Clinical and pathologic features of prostate cancer detected after repeat false-negative biopsy in a screening population
Article first published online: 4 NOV 2003
Copyright © 2003 Wiley-Liss, Inc.
Volume 58, Issue 3, pages 277–282, 15 February 2004
How to Cite
Steiner, H., Moser, P., Hager, M., Berger, A. P., Klocker, H., Spranger, R., Rogatsch, H., Bartsch, G. and Horninger, W. (2004), Clinical and pathologic features of prostate cancer detected after repeat false-negative biopsy in a screening population. Prostate, 58: 277–282. doi: 10.1002/pros.10330
- Issue published online: 20 JAN 2004
- Article first published online: 4 NOV 2003
- Manuscript Accepted: 12 MAY 2003
- Manuscript Received: 21 NOV 2002
- prostate cancer;
- repeat biopsy;
- tumor stage;
- radical prostatectomy;
- tumor volume
The present study was designed to investigate whether the clinical or pathologic features of prostate cancer (PCa) are related to the number of repeat biopsies required to establish the diagnosis of PCa.

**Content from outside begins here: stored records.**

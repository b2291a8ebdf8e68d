//! In-memory evaluation of the item sales query.

use std::collections::{BTreeMap, BTreeSet};

use rust_decimal::Decimal;

use billing_invoicing::{Invoice, ItemCode};

use crate::filters::SalesReportFilters;
use crate::query::SalesRecord;

type GroupKey = (ItemCode, Option<String>, Option<String>);

#[derive(Default)]
struct Group {
    total_qty: Decimal,
    total_amount: Decimal,
    total_tax: Decimal,
    invoices: BTreeSet<usize>,
}

/// Group the lines of finalized invoices by `(item, item_name, category)`.
///
/// Drafts are never counted. `invoice_count` is the number of distinct
/// invoices contributing to a group. Output is sorted by `total_amount`
/// descending, then by item code.
pub fn aggregate_sales<'a, I>(invoices: I, filters: &SalesReportFilters) -> Vec<SalesRecord>
where
    I: IntoIterator<Item = &'a Invoice>,
{
    let mut groups: BTreeMap<GroupKey, Group> = BTreeMap::new();

    for (index, invoice) in invoices.into_iter().enumerate() {
        if !invoice.is_finalized() {
            continue;
        }
        for line in invoice.items() {
            let item = line.item();
            if !filters.matches(invoice.posting_date(), &item.code) {
                continue;
            }
            let key = (item.code.clone(), item.name.clone(), item.category.clone());
            let group = groups.entry(key).or_default();
            group.total_qty += line.qty();
            group.total_amount += line.amount();
            group.total_tax += line.row_tax();
            group.invoices.insert(index);
        }
    }

    let mut records: Vec<SalesRecord> = groups
        .into_iter()
        .map(|((item, item_name, category), group)| SalesRecord {
            item,
            item_name,
            category,
            total_qty: group.total_qty,
            total_amount: group.total_amount,
            total_tax: group.total_tax,
            total_line_total: group.total_amount + group.total_tax,
            invoice_count: group.invoices.len() as u64,
        })
        .collect();
    sort_records(&mut records);
    records
}

/// Highest `total_amount` first; ties by item code so output is stable.
pub fn sort_records(records: &mut [SalesRecord]) {
    records.sort_by(|a, b| {
        b.total_amount
            .cmp(&a.total_amount)
            .then_with(|| a.item.cmp(&b.item))
            .then_with(|| a.item_name.cmp(&b.item_name))
            .then_with(|| a.category.cmp(&b.category))
    });
}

Between February 1993 and August 2000, 653 patients were evaluated in this retrospective study. All patients underwent transrectal ultrasound-guided biopsy of the prostate prior to radical retropubic prostatectomy. The pathologic findings of specimens obtained at radical prostatectomy and pelvic lymph node dissection as well as PSA levels, findings on DRE, prostate volumes, transition zone volumes, and age were analyzed separately for all PCa patients diagnosed at the first set of biopsies (group A) and compared with the data of those diagnosed at the 2nd–5th set of biopsies (group B). In a second step, we compared the results obtained from patients diagnosed at the 2nd set of biopsies (group B1) with those of patients diagnosed at the 3rd to 5th set of biopsies (group B2).

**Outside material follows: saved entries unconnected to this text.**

//! Aggregate root trait for billing documents.

use crate::error::{DomainError, DomainResult};

/// Aggregate root marker + minimal interface.
///
/// An aggregate owns its child records (an invoice owns its line items) and is
/// the only thing a repository loads or commits.
pub trait AggregateRoot {
    /// Strongly-typed aggregate identifier.
    type Id: Clone + Eq + core::hash::Hash + core::fmt::Debug;

    /// Returns the aggregate identifier, if one has been assigned yet.
    ///
    /// Documents that were never saved have no identifier.
    fn id(&self) -> Option<&Self::Id>;

    /// Number of committed saves of this aggregate (0 for a brand-new document).
    fn version(&self) -> u64;
}

/// Optimistic concurrency expectation for a commit.
#[derive(Debug, Copy, Clone, PartialEq, Eq)]
pub enum ExpectedVersion {
    /// Skip version checking.
    Any,
    /// Require the stored aggregate to be at an exact version.
    Exact(u64),
}

impl ExpectedVersion {
    pub fn matches(self, actual: u64) -> bool {
        match self {
            ExpectedVersion::Any => true,
            ExpectedVersion::Exact(v) => v == actual,
        }
    }

    pub fn check(self, actual: u64) -> DomainResult<()> {
        if self.matches(actual) {
            Ok(())
        } else {
            Err(DomainError::conflict(format!(
                "optimistic concurrency check failed (expected: {self:?}, actual: {actual})"
            )))
        }
    }
}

Gleason scores, pathologic tumor stages, and tumor volumes in group B were found to be significantly decreased compared to group A. But from the 2nd to 5th serial biopsy no further decrease in pathologic stage, Gleason score, or tumor volume was observed. On the contrary, there was a tendency towards higher tumor stages and Gleason scores. Of the tumors detected after the second false-negative set of biopsies almost 70% were lesions with Gleason scores of 6 or higher.

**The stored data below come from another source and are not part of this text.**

//! Customer notification on finalization.
//!
//! Delivery is somebody else's job: the composer builds the message and hands
//! it to a [`Mailer`], which queues it. Nothing here can fail a finalization.

use askama::Template;
use chrono::NaiveDate;
use thiserror::Error;

use billing_core::money::format2;
use billing_parties::CustomerDirectory;

use crate::invoice::{Invoice, InvoiceId, InvoiceStatus};

/// Reference type attached to queued mail so it can be traced back to the document.
pub const REFERENCE_TYPE: &str = "Invoice";

/// A message ready for the delivery queue.
#[derive(Debug, Clone, PartialEq, Eq)]
pub struct OutgoingMail {
    pub recipients: Vec<String>,
    pub sender: Option<String>,
    pub subject: String,
    /// HTML body.
    pub body: String,
    pub reference_type: String,
    pub reference_id: String,
    /// Queue for background delivery instead of sending inline.
    pub queued: bool,
}

#[derive(Debug, Error, Clone, PartialEq, Eq)]
pub enum NotificationDeliveryError {
    #[error("mail queue unavailable: {0}")]
    Unavailable(String),
    #[error("invalid recipient: {0}")]
    InvalidRecipient(String),
    #[error("delivery rejected: {0}")]
    Rejected(String),
}

/// Delivery capability (mail queue).
pub trait Mailer: Send + Sync {
    fn send_notification(&self, mail: OutgoingMail) -> Result<(), NotificationDeliveryError>;
}

/// What happened to the finalization notice. Never an error for the caller.
#[derive(Debug, Clone, PartialEq, Eq)]
pub enum NotificationOutcome {
    Queued { recipient: String },
    Disabled,
    NotFinalized,
    SkippedUnsaved,
    SkippedNoCustomer,
    SkippedNoEmail,
    Failed(String),
}

/// Builds the "invoice finalized" mail and hands it to the mailer.
#[derive(Debug, Clone)]
pub struct NotificationComposer {
    sender: Option<String>,
    enabled: bool,
}

impl NotificationComposer {
    pub fn new(sender: Option<String>) -> Self {
        Self {
            sender,
            enabled: true,
        }
    }

    /// A composer that only logs and never queues anything.
    pub fn disabled() -> Self {
        Self {
            sender: None,
            enabled: false,
        }
    }

    /// `"Invoice {id} - {status}"`.
    pub fn subject(invoice_id: &InvoiceId, invoice: &Invoice) -> String {
        format!("Invoice {invoice_id} - {}", invoice.status())
    }

    /// HTML body: header block, one table row per line, then the totals.
    pub fn body(
        invoice_id: &InvoiceId,
        invoice: &Invoice,
        customer_name: &str,
    ) -> Result<String, askama::Error> {
        InvoiceEmail {
            invoice_id,
            customer: customer_name,
            posting_date: invoice.posting_date(),
            due_date: invoice.due_date().map(|d| d.to_string()).unwrap_or_default(),
            status: invoice.status(),
            lines: invoice
                .items()
                .iter()
                .map(|line| EmailLine {
                    item: line.item().display_name(),
                    qty: format2(line.qty()),
                    rate: format2(line.rate()),
                    tax_percent: format2(line.tax_percent()),
                    amount: format2(line.amount()),
                    row_tax: format2(line.row_tax()),
                })
                .collect(),
            subtotal: format2(invoice.subtotal()),
            discount: format2(invoice.discount_amount()),
            tax: format2(invoice.tax_amount()),
            grand_total: format2(invoice.grand_total()),
        }
        .render()
    }

    /// Assemble the message for one recipient.
    pub fn compose(
        &self,
        invoice_id: &InvoiceId,
        invoice: &Invoice,
        customer_name: &str,
        recipient: String,
    ) -> Result<OutgoingMail, askama::Error> {
        Ok(OutgoingMail {
            recipients: vec![recipient],
            sender: self.sender.clone(),
            subject: Self::subject(invoice_id, invoice),
            body: Self::body(invoice_id, invoice, customer_name)?,
            reference_type: REFERENCE_TYPE.to_string(),
            reference_id: invoice_id.to_string(),
            queued: true,
        })
    }

    /// Look up the recipient, compose, and queue. Failures are logged and swallowed.
    pub fn notify(
        &self,
        invoice: &Invoice,
        customers: &dyn CustomerDirectory,
        mailer: &dyn Mailer,
    ) -> NotificationOutcome {
        let Some(invoice_id) = invoice.id_typed() else {
            tracing::warn!("invoice has no identifier; skipping notification");
            return NotificationOutcome::SkippedUnsaved;
        };
        if !invoice.is_finalized() {
            tracing::warn!(%invoice_id, "invoice is not finalized; skipping notification");
            return NotificationOutcome::NotFinalized;
        }
        if !self.enabled {
            tracing::info!(%invoice_id, "notifications disabled; skipping send");
            return NotificationOutcome::Disabled;
        }
        let Some(customer_id) = invoice.customer() else {
            tracing::info!(%invoice_id, "invoice has no customer; skipping send");
            return NotificationOutcome::SkippedNoCustomer;
        };
        let Some(recipient) = customers.lookup_customer_email(&customer_id) else {
            tracing::info!(%invoice_id, customer_id = %customer_id, "no email for customer; skipping send");
            return NotificationOutcome::SkippedNoEmail;
        };

        let customer_name = customers
            .customer(&customer_id)
            .map(|c| c.name().to_owned())
            .unwrap_or_else(|| customer_id.to_string());
        let mail = match self.compose(&invoice_id, invoice, &customer_name, recipient.clone()) {
            Ok(mail) => mail,
            Err(err) => {
                tracing::error!(%invoice_id, error = %err, "invoice email render failed");
                return NotificationOutcome::Failed(err.to_string());
            }
        };

        match mailer.send_notification(mail) {
            Ok(()) => {
                tracing::info!(%invoice_id, recipient = %recipient, "queued invoice email");
                NotificationOutcome::Queued { recipient }
            }
            Err(err) => {
                tracing::error!(%invoice_id, error = %err, "invoice email send failed");
                NotificationOutcome::Failed(err.to_string())
            }
        }
    }
}

impl Default for NotificationComposer {
    fn default() -> Self {
        Self::new(None)
    }
}

#[derive(Template)]
#[template(path = "invoice_email.html")]
struct InvoiceEmail<'a> {
    invoice_id: &'a InvoiceId,
    customer: &'a str,
    posting_date: NaiveDate,
    due_date: String,
    status: InvoiceStatus,
    lines: Vec<EmailLine<'a>>,
    subtotal: String,
    discount: String,
    tax: String,
    grand_total: String,
}

struct EmailLine<'a> {
    item: &'a str,
    qty: String,
    rate: String,
    tax_percent: String,
    amount: String,
    row_tax: String,
}

#[cfg(test)]
mod tests {
    use super::*;
    use crate::invoice::{DocStatus, InvoiceStatus, ItemRef, LineItem};
    use billing_core::AggregateId;
    use billing_parties::{ContactInfo, Customer, CustomerId};
    use chrono::NaiveDate;
    use rust_decimal_macros::dec;
    use std::sync::Mutex;

    struct OneCustomer(Option<Customer>);

    impl CustomerDirectory for OneCustomer {
        fn customer(&self, id: &CustomerId) -> Option<Customer> {
            self.0.clone().filter(|c| c.id_typed() == *id)
        }
    }

    #[derive(Default)]
    struct RecordingMailer {
        sent: Mutex<Vec<OutgoingMail>>,
        fail_with: Option<NotificationDeliveryError>,
    }

    impl Mailer for RecordingMailer {
        fn send_notification(&self, mail: OutgoingMail) -> Result<(), NotificationDeliveryError> {
            if let Some(err) = &self.fail_with {
                return Err(err.clone());
            }
            self.sent.lock().unwrap().push(mail);
            Ok(())
        }
    }

    fn date(y: i32, m: u32, d: u32) -> NaiveDate {
        NaiveDate::from_ymd_opt(y, m, d).unwrap()
    }

    fn customer(email: Option<&str>) -> Customer {
        Customer::new(
            CustomerId::new(AggregateId::new()),
            "Jane & Co",
            ContactInfo {
                email: email.map(str::to_owned),
                ..ContactInfo::default()
            },
        )
        .unwrap()
    }

    fn finalized_invoice(customer: &Customer) -> Invoice {
        let mut invoice = Invoice::draft(customer.id_typed(), date(2025, 1, 5))
            .with_due_date(date(2025, 2, 4))
            .with_item(LineItem::new(
                ItemRef::new("SKU-1".parse().unwrap()).named("Widget <XL>"),
                dec!(2),
                dec!(100),
                dec!(10),
            ).unwrap())
            .with_item(LineItem::new(
                ItemRef::new("SKU-2".parse().unwrap()),
                dec!(1),
                dec!(50),
                dec!(0),
            ).unwrap());
        invoice.assign_id(InvoiceId::new(AggregateId::new())).unwrap();
        invoice.set_doc_status(DocStatus::Finalized);
        invoice.set_status(InvoiceStatus::Unpaid);
        invoice
    }

    #[test]
    fn subject_carries_id_and_status() {
        let c = customer(Some("jane@example.test"));
        let invoice = finalized_invoice(&c);
        let id = invoice.id_typed().unwrap();
        assert_eq!(
            NotificationComposer::subject(&id, &invoice),
            format!("Invoice {id} - Unpaid")
        );
    }

    #[test]
    fn body_renders_lines_to_two_decimals() {
        let c = customer(Some("jane@example.test"));
        let invoice = finalized_invoice(&c);
        let id = invoice.id_typed().unwrap();
        let body = NotificationComposer::body(&id, &invoice, c.name()).unwrap();

        assert!(body.contains("<b>Customer:</b> Jane &amp; Co"));
        assert!(body.contains("<b>Posting Date:</b> 2025-01-05"));
        assert!(body.contains("<b>Due Date:</b> 2025-02-04"));
        assert!(body.contains("<b>Status:</b> Unpaid"));
        assert!(body.contains("<td>Widget &lt;XL&gt;</td>"));
        assert!(body.contains("<td>SKU-2</td>"));
        assert!(body.contains(">2.00</td>"));
        assert!(body.contains(">100.00</td>"));
        assert!(body.contains(">10.00%</td>"));
        assert!(body.contains(">200.00</td>"));
        assert!(body.contains(">20.00</td>"));
        assert!(body.contains(">0.00%</td>"));
        assert_eq!(body.matches("<tr>").count(), 3);
    }

    #[test]
    fn notify_queues_mail_for_customer_email() {
        let c = customer(Some("jane@example.test"));
        let invoice = finalized_invoice(&c);
        let mailer = RecordingMailer::default();
        let composer = NotificationComposer::new(Some("billing@shop.test".into()));

        let outcome = composer.notify(&invoice, &OneCustomer(Some(c.clone())), &mailer);

        assert_eq!(
            outcome,
            NotificationOutcome::Queued {
                recipient: "jane@example.test".into()
            }
        );
        let sent = mailer.sent.lock().unwrap();
        assert_eq!(sent.len(), 1);
        let mail = &sent[0];
        assert_eq!(mail.recipients, vec!["jane@example.test".to_string()]);
        assert_eq!(mail.sender.as_deref(), Some("billing@shop.test"));
        assert_eq!(mail.reference_type, "Invoice");
        assert_eq!(mail.reference_id, invoice.id_typed().unwrap().to_string());
        assert!(mail.queued);
    }

    #[test]
    fn missing_email_is_skipped_silently() {
        let c = customer(None);
        let invoice = finalized_invoice(&c);
        let mailer = RecordingMailer::default();

        let outcome = NotificationComposer::default().notify(&invoice, &OneCustomer(Some(c)), &mailer);

        assert_eq!(outcome, NotificationOutcome::SkippedNoEmail);
        assert!(mailer.sent.lock().unwrap().is_empty());
    }

    #[test]
    fn unknown_customer_counts_as_missing_email() {
        let c = customer(Some("jane@example.test"));
        let invoice = finalized_invoice(&c);
        let mailer = RecordingMailer::default();

        let outcome = NotificationComposer::new(None).notify(&invoice, &OneCustomer(None), &mailer);

        assert_eq!(outcome, NotificationOutcome::SkippedNoEmail);
    }

    #[test]
    fn delivery_failure_is_reported_not_raised() {
        let c = customer(Some("jane@example.test"));
        let invoice = finalized_invoice(&c);
        let mailer = RecordingMailer {
            fail_with: Some(NotificationDeliveryError::Unavailable("queue down".into())),
            ..RecordingMailer::default()
        };

        let outcome = NotificationComposer::new(None).notify(&invoice, &OneCustomer(Some(c)), &mailer);

        assert_eq!(
            outcome,
            NotificationOutcome::Failed("mail queue unavailable: queue down".into())
        );
    }

    #[test]
    fn disabled_composer_never_queues() {
        let c = customer(Some("jane@example.test"));
        let invoice = finalized_invoice(&c);
        let mailer = RecordingMailer::default();

        let outcome = NotificationComposer::disabled().notify(&invoice, &OneCustomer(Some(c)), &mailer);

        assert_eq!(outcome, NotificationOutcome::Disabled);
        assert!(mailer.sent.lock().unwrap().is_empty());
    }

    #[test]
    fn invoice_without_customer_is_skipped_silently() {
        let c = customer(Some("jane@example.test"));
        let mut invoice = finalized_invoice(&c);
        invoice.set_customer(None);
        let mailer = RecordingMailer::default();

        let outcome = NotificationComposer::default().notify(&invoice, &OneCustomer(Some(c)), &mailer);

        assert_eq!(outcome, NotificationOutcome::SkippedNoCustomer);
        assert!(mailer.sent.lock().unwrap().is_empty());
    }

    #[test]
    fn body_escapes_markup_in_names() {
        let c = customer(Some("jane@example.test"));
        let invoice = finalized_invoice(&c);
        let id = invoice.id_typed().unwrap();

        let body = NotificationComposer::body(&id, &invoice, "<script>alert(1)</script>").unwrap();

        assert!(!body.contains("<script>"));
        assert!(body.contains("&lt;script&gt;"));
    }
}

False-negative results at the first needle biopsy are predictive of a lower pathologic stage and grade as well as smaller tumor volumes of PCa diagnosed at repeat sets of biopsies. False-negative results on repeat biopsy, however, have no prognostic significance for the tumor stage of PCas detected at subsequent sets of biopsies. © 2003 Wiley-Liss, Inc.